─── Entries shown ───

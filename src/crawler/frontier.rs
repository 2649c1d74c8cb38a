//! Breadth-first crawl frontier
//!
//! This module handles:
//! - FIFO queue of canonical URLs with their BFS depth
//! - Visited and enqueued sets enforcing that no URL is queued twice
//! - Allow-list filtering and depth bounding at push time
//! - Page-count termination

use crate::state::QueuedUrl;
use crate::url::{normalize_url, AllowList};
use std::collections::{BTreeSet, HashSet, VecDeque};

/// Why a candidate URL was not added to the frontier
#[derive(Debug, Clone, Copy, PartialEq, Eq)]
pub enum PushRejection {
    Unparseable,
    OutsideAllowList,
    TooDeep,
    AlreadyVisited,
    AlreadyQueued,
}

/// BFS frontier over canonical URLs
///
/// Invariant: every URL in the pending queue is present exactly once in
/// `enqueued`, and no URL is in both `enqueued` and `visited`.
#[derive(Debug, Clone)]
pub struct Frontier {
    queue: VecDeque<QueuedUrl>,
    enqueued: HashSet<String>,
    visited: HashSet<String>,
    allow_list: AllowList,
    max_depth: u32,
    max_pages: usize,
}

impl Frontier {
    /// Creates an empty frontier
    pub fn new(allow_list: AllowList, max_depth: u32, max_pages: usize) -> Self {
        Self {
            queue: VecDeque::new(),
            enqueued: HashSet::new(),
            visited: HashSet::new(),
            allow_list,
            max_depth,
            max_pages,
        }
    }

    /// Seeds a fresh session with the start URL at depth 0
    pub fn seed(&mut self, start_url: &str) -> Result<(), PushRejection> {
        self.push(start_url, 0)
    }

    /// Restores state from a checkpoint
    ///
    /// The visited set and queue order are taken verbatim. Pending entries
    /// that repeat an earlier entry or a visited URL are dropped so the
    /// invariant holds even for checkpoints written by older builds.
    pub fn restore<'a>(
        &mut self,
        visited: impl IntoIterator<Item = &'a String>,
        pending: impl IntoIterator<Item = &'a QueuedUrl>,
    ) {
        self.queue.clear();
        self.enqueued.clear();
        self.visited = visited.into_iter().cloned().collect();

        for entry in pending {
            if self.visited.contains(&entry.url) || !self.enqueued.insert(entry.url.clone()) {
                tracing::debug!("Dropping duplicate checkpoint entry {}", entry.url);
                continue;
            }
            self.queue.push_back(entry.clone());
        }
    }

    /// Offers a candidate URL to the frontier
    ///
    /// The URL is normalized first; the normalized form must pass the
    /// allow-list, be within the depth bound, and be neither visited nor
    /// already queued.
    pub fn push(&mut self, url: &str, depth: u32) -> Result<(), PushRejection> {
        let normalized = normalize_url(url).map_err(|_| PushRejection::Unparseable)?;

        if !self.allow_list.allows(&normalized) {
            return Err(PushRejection::OutsideAllowList);
        }
        if depth > self.max_depth {
            return Err(PushRejection::TooDeep);
        }
        if self.visited.contains(&normalized) {
            return Err(PushRejection::AlreadyVisited);
        }
        if !self.enqueued.insert(normalized.clone()) {
            return Err(PushRejection::AlreadyQueued);
        }

        tracing::trace!("Enqueued {} at depth {}", normalized, depth);
        self.queue.push_back(QueuedUrl::new(normalized, depth));
        Ok(())
    }

    /// Removes and returns the head of the queue
    ///
    /// Returns `None` when the queue is empty or the page bound is reached.
    pub fn next(&mut self) -> Option<QueuedUrl> {
        if self.reached_page_limit() {
            return None;
        }
        let entry = self.queue.pop_front()?;
        self.enqueued.remove(&entry.url);
        Some(entry)
    }

    /// Records a URL as processed
    ///
    /// Returns false if it had already been visited.
    pub fn mark_visited(&mut self, url: &str) -> bool {
        self.enqueued.remove(url);
        self.visited.insert(url.to_string())
    }

    pub fn is_visited(&self, url: &str) -> bool {
        self.visited.contains(url)
    }

    pub fn reached_page_limit(&self) -> bool {
        self.visited.len() >= self.max_pages
    }

    /// True when the crawl loop has nothing left to do
    pub fn is_exhausted(&self) -> bool {
        self.queue.is_empty() || self.reached_page_limit()
    }

    /// Whether children of a page at `depth` may be enqueued
    pub fn accepts_children_of(&self, depth: u32) -> bool {
        depth < self.max_depth
    }

    pub fn visited_count(&self) -> usize {
        self.visited.len()
    }

    pub fn pending_len(&self) -> usize {
        self.queue.len()
    }

    /// Copies out the visited set and queue for checkpointing
    pub fn snapshot(&self) -> (BTreeSet<String>, Vec<QueuedUrl>) {
        (
            self.visited.iter().cloned().collect(),
            self.queue.iter().cloned().collect(),
        )
    }
}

───

■ **Aim of the exercise**
Wherever the string "OutsideAllowList" occurs in the records above, copy that line.

■ **Response for this exercise**
    OutsideAllowList,
            return Err(PushRejection::OutsideAllowList);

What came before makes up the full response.